[Work request] The whole set of entries is to be restated word for word.

[Supplied entries]
☆ ☆ ☆

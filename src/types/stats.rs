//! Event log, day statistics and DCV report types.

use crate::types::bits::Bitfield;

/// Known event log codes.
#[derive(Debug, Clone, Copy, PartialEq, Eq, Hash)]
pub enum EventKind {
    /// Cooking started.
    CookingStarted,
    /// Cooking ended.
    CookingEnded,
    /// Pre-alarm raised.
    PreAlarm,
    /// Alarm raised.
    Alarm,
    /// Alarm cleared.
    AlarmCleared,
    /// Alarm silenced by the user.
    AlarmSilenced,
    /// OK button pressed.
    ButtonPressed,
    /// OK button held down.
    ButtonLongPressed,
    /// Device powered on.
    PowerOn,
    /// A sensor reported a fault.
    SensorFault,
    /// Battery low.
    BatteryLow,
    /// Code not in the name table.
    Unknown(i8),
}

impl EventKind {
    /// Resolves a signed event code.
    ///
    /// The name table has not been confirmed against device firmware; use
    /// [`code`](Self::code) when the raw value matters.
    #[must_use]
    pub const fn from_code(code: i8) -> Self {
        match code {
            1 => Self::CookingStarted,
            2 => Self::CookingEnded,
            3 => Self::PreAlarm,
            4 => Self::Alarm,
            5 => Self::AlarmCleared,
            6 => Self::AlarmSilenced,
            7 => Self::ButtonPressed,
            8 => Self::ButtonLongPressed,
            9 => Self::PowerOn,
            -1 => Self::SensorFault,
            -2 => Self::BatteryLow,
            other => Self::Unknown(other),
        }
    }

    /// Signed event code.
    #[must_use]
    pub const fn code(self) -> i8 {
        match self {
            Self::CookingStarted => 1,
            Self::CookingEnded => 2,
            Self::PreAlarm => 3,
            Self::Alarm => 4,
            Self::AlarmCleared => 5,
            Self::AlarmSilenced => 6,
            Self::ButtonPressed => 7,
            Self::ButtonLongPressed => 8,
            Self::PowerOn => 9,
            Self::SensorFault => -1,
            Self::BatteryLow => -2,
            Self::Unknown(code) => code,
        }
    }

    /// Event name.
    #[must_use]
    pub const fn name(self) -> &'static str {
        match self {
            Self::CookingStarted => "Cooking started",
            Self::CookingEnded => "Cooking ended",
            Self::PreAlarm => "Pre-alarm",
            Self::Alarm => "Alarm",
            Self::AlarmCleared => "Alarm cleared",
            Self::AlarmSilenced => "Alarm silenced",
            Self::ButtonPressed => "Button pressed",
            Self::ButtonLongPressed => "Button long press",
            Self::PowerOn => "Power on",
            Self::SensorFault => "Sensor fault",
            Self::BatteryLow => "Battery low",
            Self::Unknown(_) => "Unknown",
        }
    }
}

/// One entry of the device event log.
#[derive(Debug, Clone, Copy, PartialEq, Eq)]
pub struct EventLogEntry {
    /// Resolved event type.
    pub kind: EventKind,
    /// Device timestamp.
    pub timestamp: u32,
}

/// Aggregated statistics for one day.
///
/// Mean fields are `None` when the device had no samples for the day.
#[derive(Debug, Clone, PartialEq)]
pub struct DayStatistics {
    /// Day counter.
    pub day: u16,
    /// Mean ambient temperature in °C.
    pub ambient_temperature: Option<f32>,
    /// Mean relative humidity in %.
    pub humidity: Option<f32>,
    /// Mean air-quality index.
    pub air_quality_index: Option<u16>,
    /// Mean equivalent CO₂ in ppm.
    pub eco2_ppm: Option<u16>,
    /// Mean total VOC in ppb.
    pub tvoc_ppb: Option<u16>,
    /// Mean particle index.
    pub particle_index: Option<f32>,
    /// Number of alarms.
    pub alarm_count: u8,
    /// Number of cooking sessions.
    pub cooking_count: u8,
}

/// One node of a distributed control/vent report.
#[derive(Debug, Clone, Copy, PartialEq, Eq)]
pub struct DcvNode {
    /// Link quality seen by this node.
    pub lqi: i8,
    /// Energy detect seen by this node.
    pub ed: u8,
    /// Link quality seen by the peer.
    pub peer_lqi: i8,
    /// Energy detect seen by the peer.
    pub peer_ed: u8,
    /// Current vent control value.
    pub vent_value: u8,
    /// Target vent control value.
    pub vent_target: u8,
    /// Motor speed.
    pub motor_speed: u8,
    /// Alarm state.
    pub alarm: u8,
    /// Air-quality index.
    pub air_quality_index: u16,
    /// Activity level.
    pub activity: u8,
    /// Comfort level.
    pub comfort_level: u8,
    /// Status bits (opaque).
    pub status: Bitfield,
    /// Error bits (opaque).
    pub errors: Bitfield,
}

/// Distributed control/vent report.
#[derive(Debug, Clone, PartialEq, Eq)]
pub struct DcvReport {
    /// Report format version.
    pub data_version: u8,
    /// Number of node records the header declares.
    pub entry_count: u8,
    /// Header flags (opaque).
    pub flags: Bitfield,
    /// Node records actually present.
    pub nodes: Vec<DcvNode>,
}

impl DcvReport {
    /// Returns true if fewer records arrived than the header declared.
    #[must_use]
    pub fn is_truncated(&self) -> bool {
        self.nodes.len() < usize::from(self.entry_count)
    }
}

☆ ☆ ☆

[Task solution]
filename src/types/stats.rs
//! Event log, day statistics and DCV report types.

use crate::types::bits::Bitfield;

/// Known event log codes.
#[derive(Debug, Clone, Copy, PartialEq, Eq, Hash)]
pub enum EventKind {
    /// Cooking started.
    CookingStarted,
    /// Cooking ended.
    CookingEnded,
    /// Pre-alarm raised.
    PreAlarm,
    /// Alarm raised.
    Alarm,
    /// Alarm cleared.
    AlarmCleared,
    /// Alarm silenced by the user.
    AlarmSilenced,
    /// OK button pressed.
    ButtonPressed,
    /// OK button held down.
    ButtonLongPressed,
    /// Device powered on.
    PowerOn,
    /// A sensor reported a fault.
    SensorFault,
    /// Battery low.
    BatteryLow,
    /// Code not in the name table.
    Unknown(i8),
}

impl EventKind {
    /// Resolves a signed event code.
    ///
    /// The name table has not been confirmed against device firmware; use
    /// [`code`](Self::code) when the raw value matters.
    #[must_use]
    pub const fn from_code(code: i8) -> Self {
        match code {
            1 => Self::CookingStarted,
            2 => Self::CookingEnded,
            3 => Self::PreAlarm,
            4 => Self::Alarm,
            5 => Self::AlarmCleared,
            6 => Self::AlarmSilenced,
            7 => Self::ButtonPressed,
            8 => Self::ButtonLongPressed,
            9 => Self::PowerOn,
            -1 => Self::SensorFault,
            -2 => Self::BatteryLow,
            other => Self::Unknown(other),
        }
    }

    /// Signed event code.
    #[must_use]
    pub const fn code(self) -> i8 {
        match self {
            Self::CookingStarted => 1,
            Self::CookingEnded => 2,
            Self::PreAlarm => 3,
            Self::Alarm => 4,
            Self::AlarmCleared => 5,
            Self::AlarmSilenced => 6,
            Self::ButtonPressed => 7,
            Self::ButtonLongPressed => 8,
            Self::PowerOn => 9,
            Self::SensorFault => -1,
            Self::BatteryLow => -2,
            Self::Unknown(code) => code,
        }
    }

    /// Event name.
    #[must_use]
    pub const fn name(self) -> &'static str {
        match self {
            Self::CookingStarted => "Cooking started",
            Self::CookingEnded => "Cooking ended",
            Self::PreAlarm => "Pre-alarm",
            Self::Alarm => "Alarm",
            Self::AlarmCleared => "Alarm cleared",
            Self::AlarmSilenced => "Alarm silenced",
            Self::ButtonPressed => "Button pressed",
            Self::ButtonLongPressed => "Button long press",
            Self::PowerOn => "Power on",
            Self::SensorFault => "Sensor fault",
            Self::BatteryLow => "Battery low",
            Self::Unknown(_) => "Unknown",
        }
    }
}

/// One entry of the device event log.
#[derive(Debug, Clone, Copy, PartialEq, Eq)]
pub struct EventLogEntry {
    /// Resolved event type.
    pub kind: EventKind,
    /// Device timestamp.
    pub timestamp: u32,
}

/// Aggregated statistics for one day.
///
/// Mean fields are `None` when the device had no samples for the day.
#[derive(Debug, Clone, PartialEq)]
pub struct DayStatistics {
    /// Day counter.
    pub day: u16,
    /// Mean ambient temperature in °C.
    pub ambient_temperature: Option<f32>,
    /// Mean relative humidity in %.
    pub humidity: Option<f32>,
    /// Mean air-quality index.
    pub air_quality_index: Option<u16>,
    /// Mean equivalent CO₂ in ppm.
    pub eco2_ppm: Option<u16>,
    /// Mean total VOC in ppb.
    pub tvoc_ppb: Option<u16>,
    /// Mean particle index.
    pub particle_index: Option<f32>,
    /// Number of alarms.
    pub alarm_count: u8,
    /// Number of cooking sessions.
    pub cooking_count: u8,
}

/// One node of a distributed control/vent report.
#[derive(Debug, Clone, Copy, PartialEq, Eq)]
pub struct DcvNode {
    /// Link quality seen by this node.
    pub lqi: i8,
    /// Energy detect seen by this node.
    pub ed: u8,
    /// Link quality seen by the peer.
    pub peer_lqi: i8,
    /// Energy detect seen by the peer.
    pub peer_ed: u8,
    /// Current vent control value.
    pub vent_value: u8,
    /// Target vent control value.
    pub vent_target: u8,
    /// Motor speed.
    pub motor_speed: u8,
    /// Alarm state.
    pub alarm: u8,
    /// Air-quality index.
    pub air_quality_index: u16,
    /// Activity level.
    pub activity: u8,
    /// Comfort level.
    pub comfort_level: u8,
    /// Status bits (opaque).
    pub status: Bitfield,
    /// Error bits (opaque).
    pub errors: Bitfield,
}

/// Distributed control/vent report.
#[derive(Debug, Clone, PartialEq, Eq)]
pub struct DcvReport {
    /// Report format version.
    pub data_version: u8,
    /// Number of node records the header declares.
    pub entry_count: u8,
    /// Header flags (opaque).
    pub flags: Bitfield,
    /// Node records actually present.
    pub nodes: Vec<DcvNode>,
}

impl DcvReport {
    /// Returns true if fewer records arrived than the header declared.
    #[must_use]
    pub fn is_truncated(&self) -> bool {
        self.nodes.len() < usize::from(self.entry_count)
    }
}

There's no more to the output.